■ **What you are asked to do**: In the material below, which lines hold the word "instrumented"? Pick each one out.

___

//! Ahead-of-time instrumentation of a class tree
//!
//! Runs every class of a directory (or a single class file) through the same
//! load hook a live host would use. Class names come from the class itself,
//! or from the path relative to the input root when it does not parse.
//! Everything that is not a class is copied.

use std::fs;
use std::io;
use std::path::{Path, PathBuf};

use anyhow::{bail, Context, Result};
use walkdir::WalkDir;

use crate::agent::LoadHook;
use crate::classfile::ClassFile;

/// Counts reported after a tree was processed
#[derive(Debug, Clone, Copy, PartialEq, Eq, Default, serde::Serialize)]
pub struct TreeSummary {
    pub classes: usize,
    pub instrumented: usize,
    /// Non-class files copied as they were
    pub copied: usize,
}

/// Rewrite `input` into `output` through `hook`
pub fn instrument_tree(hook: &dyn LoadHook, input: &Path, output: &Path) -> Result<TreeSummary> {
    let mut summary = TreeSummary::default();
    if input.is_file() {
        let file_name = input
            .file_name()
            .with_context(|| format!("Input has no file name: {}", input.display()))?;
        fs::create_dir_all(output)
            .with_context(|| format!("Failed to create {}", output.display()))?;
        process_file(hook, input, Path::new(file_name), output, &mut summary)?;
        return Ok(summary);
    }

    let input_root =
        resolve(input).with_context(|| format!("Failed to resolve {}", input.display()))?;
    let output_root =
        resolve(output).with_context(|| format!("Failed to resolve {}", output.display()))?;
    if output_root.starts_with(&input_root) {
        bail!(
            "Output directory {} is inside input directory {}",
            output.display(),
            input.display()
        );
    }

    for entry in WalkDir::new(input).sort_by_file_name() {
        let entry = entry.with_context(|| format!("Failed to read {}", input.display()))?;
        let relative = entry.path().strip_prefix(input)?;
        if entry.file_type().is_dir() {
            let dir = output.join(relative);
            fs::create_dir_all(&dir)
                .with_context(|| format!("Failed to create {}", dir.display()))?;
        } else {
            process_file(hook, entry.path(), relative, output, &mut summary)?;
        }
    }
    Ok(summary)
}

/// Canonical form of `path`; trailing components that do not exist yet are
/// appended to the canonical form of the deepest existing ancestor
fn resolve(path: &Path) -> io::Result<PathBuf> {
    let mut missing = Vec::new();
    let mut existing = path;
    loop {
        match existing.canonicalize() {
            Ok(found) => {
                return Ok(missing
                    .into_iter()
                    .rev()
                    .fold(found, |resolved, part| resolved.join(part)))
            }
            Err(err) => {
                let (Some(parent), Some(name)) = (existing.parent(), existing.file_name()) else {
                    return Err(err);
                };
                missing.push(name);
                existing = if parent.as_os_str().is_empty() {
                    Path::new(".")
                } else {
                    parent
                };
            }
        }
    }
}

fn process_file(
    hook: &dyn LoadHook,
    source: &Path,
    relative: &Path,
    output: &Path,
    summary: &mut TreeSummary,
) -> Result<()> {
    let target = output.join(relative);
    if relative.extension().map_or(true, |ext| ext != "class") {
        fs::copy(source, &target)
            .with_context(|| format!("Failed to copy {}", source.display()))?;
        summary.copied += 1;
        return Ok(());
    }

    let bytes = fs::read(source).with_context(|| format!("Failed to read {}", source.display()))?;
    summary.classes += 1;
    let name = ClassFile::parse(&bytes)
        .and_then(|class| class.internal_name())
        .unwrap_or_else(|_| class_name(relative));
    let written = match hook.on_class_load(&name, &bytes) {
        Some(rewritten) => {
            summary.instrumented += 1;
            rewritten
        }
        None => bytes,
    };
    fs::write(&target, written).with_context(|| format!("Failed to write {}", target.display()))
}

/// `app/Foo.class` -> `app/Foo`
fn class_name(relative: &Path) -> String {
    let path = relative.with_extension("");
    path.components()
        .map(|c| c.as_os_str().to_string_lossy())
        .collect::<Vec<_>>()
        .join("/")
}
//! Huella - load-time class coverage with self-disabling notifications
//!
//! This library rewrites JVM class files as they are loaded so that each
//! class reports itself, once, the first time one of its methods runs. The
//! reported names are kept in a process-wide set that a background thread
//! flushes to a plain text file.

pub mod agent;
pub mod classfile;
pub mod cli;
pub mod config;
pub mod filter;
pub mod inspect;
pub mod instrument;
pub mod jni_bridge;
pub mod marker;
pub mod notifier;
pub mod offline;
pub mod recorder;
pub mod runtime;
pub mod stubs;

___

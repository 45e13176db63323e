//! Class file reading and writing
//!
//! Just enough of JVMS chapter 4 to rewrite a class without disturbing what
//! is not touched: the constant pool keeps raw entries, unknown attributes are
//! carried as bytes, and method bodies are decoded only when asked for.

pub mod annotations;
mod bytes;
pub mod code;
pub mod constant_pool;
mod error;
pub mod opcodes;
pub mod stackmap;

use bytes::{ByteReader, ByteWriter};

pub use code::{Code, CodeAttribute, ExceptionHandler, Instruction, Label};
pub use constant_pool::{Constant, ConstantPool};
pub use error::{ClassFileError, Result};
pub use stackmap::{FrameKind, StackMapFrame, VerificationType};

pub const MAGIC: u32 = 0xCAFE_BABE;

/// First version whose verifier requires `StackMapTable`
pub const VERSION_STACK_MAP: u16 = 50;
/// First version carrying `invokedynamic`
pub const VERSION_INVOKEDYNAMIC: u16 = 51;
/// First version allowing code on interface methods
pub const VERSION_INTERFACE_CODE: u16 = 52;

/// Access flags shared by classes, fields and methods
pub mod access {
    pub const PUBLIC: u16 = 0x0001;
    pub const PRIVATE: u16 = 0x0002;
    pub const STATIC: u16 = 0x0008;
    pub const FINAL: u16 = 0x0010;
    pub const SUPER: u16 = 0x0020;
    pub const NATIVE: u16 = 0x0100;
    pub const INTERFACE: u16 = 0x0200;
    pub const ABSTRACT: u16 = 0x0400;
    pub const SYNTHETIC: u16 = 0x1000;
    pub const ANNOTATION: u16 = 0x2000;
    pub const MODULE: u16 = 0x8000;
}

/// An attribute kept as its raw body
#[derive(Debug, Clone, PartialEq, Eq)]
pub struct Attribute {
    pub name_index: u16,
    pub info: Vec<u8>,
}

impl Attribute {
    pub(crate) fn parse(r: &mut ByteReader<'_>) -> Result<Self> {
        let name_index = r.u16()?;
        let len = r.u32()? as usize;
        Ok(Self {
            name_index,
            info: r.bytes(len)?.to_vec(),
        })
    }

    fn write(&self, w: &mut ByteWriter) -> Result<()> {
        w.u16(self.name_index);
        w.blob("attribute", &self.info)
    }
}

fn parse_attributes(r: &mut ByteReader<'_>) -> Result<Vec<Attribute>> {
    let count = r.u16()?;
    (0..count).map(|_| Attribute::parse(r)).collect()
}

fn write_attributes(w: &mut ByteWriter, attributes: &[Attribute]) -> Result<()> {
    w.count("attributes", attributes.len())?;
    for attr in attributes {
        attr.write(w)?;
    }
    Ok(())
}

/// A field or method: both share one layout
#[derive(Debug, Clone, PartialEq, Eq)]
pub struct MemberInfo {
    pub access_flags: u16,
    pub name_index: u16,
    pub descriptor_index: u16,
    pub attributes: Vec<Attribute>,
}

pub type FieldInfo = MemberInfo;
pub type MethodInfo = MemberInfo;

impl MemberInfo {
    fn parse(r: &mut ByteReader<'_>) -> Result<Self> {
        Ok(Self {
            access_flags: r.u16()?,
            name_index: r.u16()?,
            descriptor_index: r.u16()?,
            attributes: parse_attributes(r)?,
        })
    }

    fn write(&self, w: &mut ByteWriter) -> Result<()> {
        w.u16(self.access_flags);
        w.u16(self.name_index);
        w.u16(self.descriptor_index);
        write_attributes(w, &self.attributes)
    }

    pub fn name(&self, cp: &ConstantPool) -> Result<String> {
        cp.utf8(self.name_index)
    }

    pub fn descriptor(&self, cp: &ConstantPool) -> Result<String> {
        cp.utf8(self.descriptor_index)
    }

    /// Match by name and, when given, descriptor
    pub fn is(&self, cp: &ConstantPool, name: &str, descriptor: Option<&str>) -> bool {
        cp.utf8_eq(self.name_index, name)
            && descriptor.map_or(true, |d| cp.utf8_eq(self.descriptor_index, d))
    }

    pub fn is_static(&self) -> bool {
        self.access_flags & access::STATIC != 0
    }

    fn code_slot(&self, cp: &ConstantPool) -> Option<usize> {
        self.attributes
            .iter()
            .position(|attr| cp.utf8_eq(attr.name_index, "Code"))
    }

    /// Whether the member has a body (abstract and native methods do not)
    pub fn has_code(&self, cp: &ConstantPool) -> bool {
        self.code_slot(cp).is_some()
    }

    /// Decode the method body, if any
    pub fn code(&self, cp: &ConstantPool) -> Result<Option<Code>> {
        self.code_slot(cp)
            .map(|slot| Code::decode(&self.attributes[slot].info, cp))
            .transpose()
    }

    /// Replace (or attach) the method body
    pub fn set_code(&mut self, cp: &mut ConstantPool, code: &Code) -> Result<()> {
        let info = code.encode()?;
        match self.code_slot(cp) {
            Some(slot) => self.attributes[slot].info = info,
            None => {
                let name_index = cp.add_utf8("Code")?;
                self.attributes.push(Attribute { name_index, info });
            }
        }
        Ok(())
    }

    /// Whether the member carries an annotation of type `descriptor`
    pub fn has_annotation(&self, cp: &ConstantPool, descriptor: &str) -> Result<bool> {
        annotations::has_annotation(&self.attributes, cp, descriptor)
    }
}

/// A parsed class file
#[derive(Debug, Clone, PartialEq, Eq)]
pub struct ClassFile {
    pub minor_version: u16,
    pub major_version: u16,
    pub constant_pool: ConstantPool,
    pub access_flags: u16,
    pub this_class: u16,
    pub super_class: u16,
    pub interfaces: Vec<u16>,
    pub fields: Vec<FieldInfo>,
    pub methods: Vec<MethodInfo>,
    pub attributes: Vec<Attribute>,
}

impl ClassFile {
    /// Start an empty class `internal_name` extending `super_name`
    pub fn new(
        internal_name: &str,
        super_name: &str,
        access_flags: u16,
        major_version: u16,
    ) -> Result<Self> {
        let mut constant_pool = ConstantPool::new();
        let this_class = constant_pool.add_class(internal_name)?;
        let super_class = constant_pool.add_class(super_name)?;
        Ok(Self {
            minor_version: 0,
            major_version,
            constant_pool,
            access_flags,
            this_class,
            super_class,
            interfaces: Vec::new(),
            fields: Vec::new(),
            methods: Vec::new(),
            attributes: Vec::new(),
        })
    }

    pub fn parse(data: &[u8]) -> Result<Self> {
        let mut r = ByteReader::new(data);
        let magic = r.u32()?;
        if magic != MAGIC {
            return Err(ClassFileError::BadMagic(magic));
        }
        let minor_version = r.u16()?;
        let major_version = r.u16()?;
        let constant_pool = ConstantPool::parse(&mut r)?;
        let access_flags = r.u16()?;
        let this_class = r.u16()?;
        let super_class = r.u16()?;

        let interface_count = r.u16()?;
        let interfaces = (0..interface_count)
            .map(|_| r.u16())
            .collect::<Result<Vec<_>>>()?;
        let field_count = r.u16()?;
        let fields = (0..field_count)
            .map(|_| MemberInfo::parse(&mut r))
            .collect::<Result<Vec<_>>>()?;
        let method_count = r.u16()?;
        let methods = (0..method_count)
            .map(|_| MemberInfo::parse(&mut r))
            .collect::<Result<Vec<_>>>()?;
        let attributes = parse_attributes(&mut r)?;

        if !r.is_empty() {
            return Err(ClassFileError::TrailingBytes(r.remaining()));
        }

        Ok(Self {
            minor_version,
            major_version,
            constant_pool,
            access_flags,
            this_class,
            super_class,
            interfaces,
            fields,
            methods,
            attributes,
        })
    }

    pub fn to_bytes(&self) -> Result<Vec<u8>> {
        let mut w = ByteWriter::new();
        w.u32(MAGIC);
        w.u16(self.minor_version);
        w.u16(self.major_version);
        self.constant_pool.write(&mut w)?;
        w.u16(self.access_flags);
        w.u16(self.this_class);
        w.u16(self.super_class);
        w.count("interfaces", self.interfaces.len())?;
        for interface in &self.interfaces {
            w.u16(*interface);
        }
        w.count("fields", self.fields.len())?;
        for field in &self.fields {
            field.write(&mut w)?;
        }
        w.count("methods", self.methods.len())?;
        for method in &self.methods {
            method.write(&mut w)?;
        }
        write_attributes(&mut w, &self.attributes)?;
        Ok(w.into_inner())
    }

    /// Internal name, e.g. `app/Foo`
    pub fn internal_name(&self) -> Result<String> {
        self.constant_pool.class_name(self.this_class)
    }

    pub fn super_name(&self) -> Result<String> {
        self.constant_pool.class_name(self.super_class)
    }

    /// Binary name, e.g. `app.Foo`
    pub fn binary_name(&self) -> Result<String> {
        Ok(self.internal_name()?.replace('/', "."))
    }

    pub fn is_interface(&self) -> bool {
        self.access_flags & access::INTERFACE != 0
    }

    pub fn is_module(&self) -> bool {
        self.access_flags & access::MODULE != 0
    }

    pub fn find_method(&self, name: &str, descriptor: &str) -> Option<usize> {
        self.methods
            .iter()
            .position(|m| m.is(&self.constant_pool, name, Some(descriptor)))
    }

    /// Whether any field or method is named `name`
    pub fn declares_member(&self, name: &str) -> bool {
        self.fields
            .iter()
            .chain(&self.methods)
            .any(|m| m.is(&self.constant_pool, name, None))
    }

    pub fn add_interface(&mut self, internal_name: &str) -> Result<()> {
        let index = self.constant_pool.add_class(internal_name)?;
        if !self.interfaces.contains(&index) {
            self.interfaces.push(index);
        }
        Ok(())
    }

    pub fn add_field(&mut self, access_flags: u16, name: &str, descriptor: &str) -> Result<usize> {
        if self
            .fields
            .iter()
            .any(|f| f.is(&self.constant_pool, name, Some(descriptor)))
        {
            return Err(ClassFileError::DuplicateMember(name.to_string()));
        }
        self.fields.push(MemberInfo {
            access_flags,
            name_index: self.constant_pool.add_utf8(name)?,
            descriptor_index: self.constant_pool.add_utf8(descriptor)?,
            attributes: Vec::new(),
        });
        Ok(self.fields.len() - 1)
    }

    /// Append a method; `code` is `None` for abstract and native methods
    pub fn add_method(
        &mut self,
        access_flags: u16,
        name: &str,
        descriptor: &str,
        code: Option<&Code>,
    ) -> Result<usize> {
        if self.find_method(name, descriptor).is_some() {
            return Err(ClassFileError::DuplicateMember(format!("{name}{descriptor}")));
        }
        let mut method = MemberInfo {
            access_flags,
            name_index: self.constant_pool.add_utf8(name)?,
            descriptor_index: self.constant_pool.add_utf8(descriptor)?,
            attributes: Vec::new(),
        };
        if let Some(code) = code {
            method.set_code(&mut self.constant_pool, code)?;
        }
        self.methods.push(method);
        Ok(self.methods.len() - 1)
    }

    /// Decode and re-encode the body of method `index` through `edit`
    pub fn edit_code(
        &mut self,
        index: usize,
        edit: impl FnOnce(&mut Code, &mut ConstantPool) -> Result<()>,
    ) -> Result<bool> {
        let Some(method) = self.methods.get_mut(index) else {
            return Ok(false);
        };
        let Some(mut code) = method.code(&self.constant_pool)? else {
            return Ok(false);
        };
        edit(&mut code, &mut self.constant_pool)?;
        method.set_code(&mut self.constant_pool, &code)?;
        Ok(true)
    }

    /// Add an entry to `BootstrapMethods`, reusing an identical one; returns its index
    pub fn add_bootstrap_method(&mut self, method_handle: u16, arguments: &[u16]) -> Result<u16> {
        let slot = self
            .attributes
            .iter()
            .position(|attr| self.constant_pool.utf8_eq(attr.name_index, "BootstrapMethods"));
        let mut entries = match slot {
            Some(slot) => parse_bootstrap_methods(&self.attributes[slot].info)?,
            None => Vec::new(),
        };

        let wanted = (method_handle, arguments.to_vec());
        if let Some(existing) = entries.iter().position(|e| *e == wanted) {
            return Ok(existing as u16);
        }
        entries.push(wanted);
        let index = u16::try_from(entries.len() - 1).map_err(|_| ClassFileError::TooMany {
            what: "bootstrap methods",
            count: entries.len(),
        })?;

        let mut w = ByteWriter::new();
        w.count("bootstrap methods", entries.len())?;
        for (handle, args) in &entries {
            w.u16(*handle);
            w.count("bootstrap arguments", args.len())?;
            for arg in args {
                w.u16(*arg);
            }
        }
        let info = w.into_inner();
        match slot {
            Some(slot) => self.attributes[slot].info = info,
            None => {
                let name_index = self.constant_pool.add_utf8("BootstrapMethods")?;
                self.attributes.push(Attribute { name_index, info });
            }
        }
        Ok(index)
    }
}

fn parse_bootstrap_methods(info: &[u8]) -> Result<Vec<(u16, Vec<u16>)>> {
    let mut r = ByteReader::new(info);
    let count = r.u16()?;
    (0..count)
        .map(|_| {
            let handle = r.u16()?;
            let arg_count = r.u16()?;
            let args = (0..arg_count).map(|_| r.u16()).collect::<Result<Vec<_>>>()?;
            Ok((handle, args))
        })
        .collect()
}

___

■ **Response area**:
    pub instrumented: usize,
            summary.instrumented += 1;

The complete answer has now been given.